CJA warns against misuse of emergency powers to silence independent media coverage of crisis

Posted: 20 April, 2020 | Category: Uncategorized

CJA warns against misuse of emergency powers to silence independent media coverage of crisis


By Trevor Grundy


The Commonwealth Journalists Association (CJA) has expressed its deep concern that some Commonwealth countries have responded to the coronavirus pandemic by assuming extraordinary powers which could have the effect of criminalizing the work of journalists.

The Commonwealth is made up of 54 countries and contains about 2.4 billion people. Many are illiterate and reply on radio for current affairs news.

But millions more read newspapers and magazines and in some parts of the Commonwealth journalistic standards are as high as anywhere else in the world.

Sadly, many of them are ruled by tin pot dictators.

A statement issued today (April 20) said that the CJA recognized that in order to respond to the public health emergency it may be necessary for governments to introduce emergency measures which restrict certain freedoms .

But the CJA also reminded Commonwealth governments that those powers should be exercised proportionately, transparently, and only for the temporary purpose of dealing with the emergency.

It said: “The CJA regrets that in some member states, governments have been using emergency and special powers to influence media reporting on the crisis, to restrict media access to sources of information, and to harass or arrest journalists who publish news critical of government. It calls on all Commonwealth governments to give the media fair access to information and to official spokespersons and specialists, and to ensure that emergency powers do not restrict the media’s right to report on matters of public interest.

It described the coronavirus as the most serious global health challenge the world has faced for decades. It said -”Efforts to tackle it must not be allowed to undermine the democratic values which underpin the modern Commonwealth. The CJA calls on member states to work with the media and civil society to ensure that their societies are well informed and that at all times fundamental rights and the rule of law are respected.”

The CJA statement came four days after a hard-hitting report in “The Guardian” written by Priyamvada Gopal, an academic at Cambridge University in England and Salil Tripath, a journalist, human rights campaigner and chair of the Writers in Prison Committee of PEN International.

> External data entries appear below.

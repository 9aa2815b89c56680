pub mod backend;
pub mod editors;
pub mod prompters;
pub mod secrets;
#[cfg(test)]
#[path = "scroll_test.rs"]
mod tests;

use ratatui::widgets::ScrollbarState;

/// Vertical scroll position of a results pane.
#[derive(Default)]
pub struct Scroll {
    list_length: u16,
    viewport_length: u16,
    pub position: u16,
    pub scrollbar_state: ScrollbarState,
}

impl Scroll {
    fn max_position(&self) -> u16 {
        return self.list_length.saturating_sub(self.viewport_length);
    }

    pub fn up(&mut self) {
        self.position = self.position.saturating_sub(1);
        self.scrollbar_state = self.scrollbar_state.position(self.position);
    }

    pub fn up_page(&mut self) {
        for _ in 0..10 {
            self.up();
        }
    }

    pub fn down(&mut self) {
        self.position = self.position.saturating_add(1).min(self.max_position());
        self.scrollbar_state = self.scrollbar_state.position(self.position);
    }

    pub fn down_page(&mut self) {
        for _ in 0..10 {
            self.down();
        }
    }

    pub fn reset(&mut self) {
        self.position = 0;
        self.scrollbar_state = self.scrollbar_state.position(0);
    }

    pub fn set_state(&mut self, list_length: u16, viewport_length: u16) {
        self.list_length = list_length;
        self.viewport_length = viewport_length;
        self.position = self.position.min(self.max_position());
        self.scrollbar_state = self
            .scrollbar_state
            .content_length(list_length)
            .viewport_content_length(viewport_length)
            .position(self.position);
    }
}
#![deny(clippy::implicit_return)]
#![allow(clippy::needless_return)]

mod application;
mod configuration;
mod domain;
mod infrastructure;

use std::env;
use std::process;
use std::sync::Arc;

use anyhow::Error;
use anyhow::Result;
use owo_colors::OwoColorize;
use tokio::sync::mpsc;
use tokio::task;

use crate::application::cli;
use crate::application::ui;
use crate::configuration::Settings;
use crate::domain::models::Action;
use crate::domain::models::Event;
use crate::domain::services::clipboard::ClipboardService;
use crate::domain::services::CredentialStore;
use crate::domain::services::SidebarController;
use crate::domain::services::Workspace;
use crate::domain::services::WorkspaceApplier;
use crate::infrastructure::backend::DevexyClient;
use crate::infrastructure::prompters::TuiPrompter;
use crate::infrastructure::secrets::file::FileSecretStore;

fn handle_error(err: Error) {
    eprintln!(
        "{}",
        format!(
            "Oh no! DevExy has failed with the following app version and error.\n\nVersion: {}\nError: {}",
            env!("CARGO_PKG_VERSION"),
            err
        )
        .red()
    );

    let backtrace = err.backtrace();
    if backtrace.to_string() == "disabled backtrace" {
        let args = env::args().collect::<Vec<String>>().join(" ");
        eprintln!("\nRunning the following can help explain further what the issue is:");
        eprintln!("\nRUST_BACKTRACE=1 {args}");
    } else {
        eprintln!("\n{}", backtrace);
    }
}

async fn run() -> Result<()> {
    let settings = Settings::from_config();
    tracing::info!(
        backend_url = %settings.backend_url,
        workspace = ?settings.workspace,
        "starting sidebar"
    );

    let (action_tx, mut action_rx) = mpsc::unbounded_channel::<Action>();
    let (event_tx, event_rx) = mpsc::unbounded_channel::<Event>();

    let credentials = Arc::new(CredentialStore::new(Box::new(FileSecretStore::new(
        settings.credentials_file.clone(),
    ))));
    let prompter = Arc::new(TuiPrompter::new(event_tx.clone()));
    let applier = Arc::new(WorkspaceApplier::new(
        Workspace::open(settings.workspace.clone()),
        prompter.clone(),
    ));
    let client = Arc::new(DevexyClient::new(settings, credentials.clone(), prompter));

    let mut background_futures = task::JoinSet::new();

    let clipboard = match ClipboardService::healthcheck() {
        Ok(()) => {
            let (clipboard, clipboard_rx) = ClipboardService::new();
            background_futures.spawn(async move {
                return ClipboardService::start(clipboard_rx).await;
            });
            Some(clipboard)
        }
        Err(clipboard_err) => {
            tracing::warn!(err = ?clipboard_err, "Clipboard service is unable to start");
            None
        }
    };

    let controller = SidebarController::new(client, credentials, applier, clipboard, event_tx);
    background_futures.spawn(async move {
        return controller.start(&mut action_rx).await;
    });

    let ui_future = ui::start(action_tx, event_rx);

    let res = tokio::select!(
        Some(res) = background_futures.join_next() => res?,
        res = ui_future => res,
    );

    return res;
}

#[tokio::main]
async fn main() {
    std::panic::set_hook(Box::new(|panic_info| {
        ui::destruct_terminal_for_panic();
        better_panic::Settings::auto().create_panic_handler()(panic_info);
    }));

    let (writer, log_guard) = cli::log_writer(&cli::log_path());
    if env::var("RUST_LOG")
        .unwrap_or_else(|_| return "".to_string())
        .contains("devexy")
    {
        tracing_subscriber::fmt()
            .json()
            .with_max_level(tracing::Level::DEBUG)
            .with_writer(writer)
            .init();
    }

    let code = match cli::parse().await {
        Ok(true) => match run().await {
            Ok(()) => 0,
            Err(err) => {
                ui::destruct_terminal_for_panic();
                handle_error(err);
                1
            }
        },
        Ok(false) => 0,
        Err(err) => {
            handle_error(err);
            1
        }
    };

    // Flushes buffered log lines, exit skips destructors.
    drop(log_guard);
    process::exit(code);
}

Writing on April 16 under a heading “Why is India targeting writers during the  coronavirus pandemic “ the two asked why at a time when a lethal virus scorches  its way across continents the Indian Government led by Prime Minister Narenda Modi is “seeking to lock up dissident intellectuals and intimidate journalists?”

Hindu Strongman, Prime Minister Modi


Their report cited the predicaments of three leading Indians, the left-wing human rights campaigner Gautam Naylakha, the academic and Dalit intellectual Professor Anand Telumbde and the well- known journalist Siddharth Varadarajan who is the founder-editor of the Wire.

The report said:”The three men have been accused of outrages ranging from assassination plots to promoting enmity, hatred or ill-will among classes – allegations that have been widely criticized as politically motivated. But their apparent common crime is one that underlies the harassment and intimidation of scores of other journalists, writers, academics and human rights campaigners in India. They have criticised the actions of the hardline Hindu nationalist dispensation that rules India today, as well as the culture of divisive bigotry that it has fostered widely in civil society.”

The writers gave details of the three men mentioned.


No mention was made in the CJA statement today about India or any other country in the Commonwealth.

But informed sources say that members of the troubled Secretariat in London have been told to keep their eyes open on the way India, Pakistan and Bangladesh are handing the health crisis.

The report by Gopal and Tripathi will have angered – maybe infuriated Prime Minister Modi – with these words.

“For a long time now, India has benefited from the title of world’s largest democracy. That grand moniker continues to lull the world into believing constitutional rights and freedoms thrive in that nation, when they are in fact under grave threat.  Although the misuse of state powers to intimidate principled journalists and religious divides to garner votes has occurred under other governments, including those of the current Congress opposition, there is little doubt that the last six years of Modis’ Government have seen an alarming crackdown on campus dissidents as well as journalists and writers.”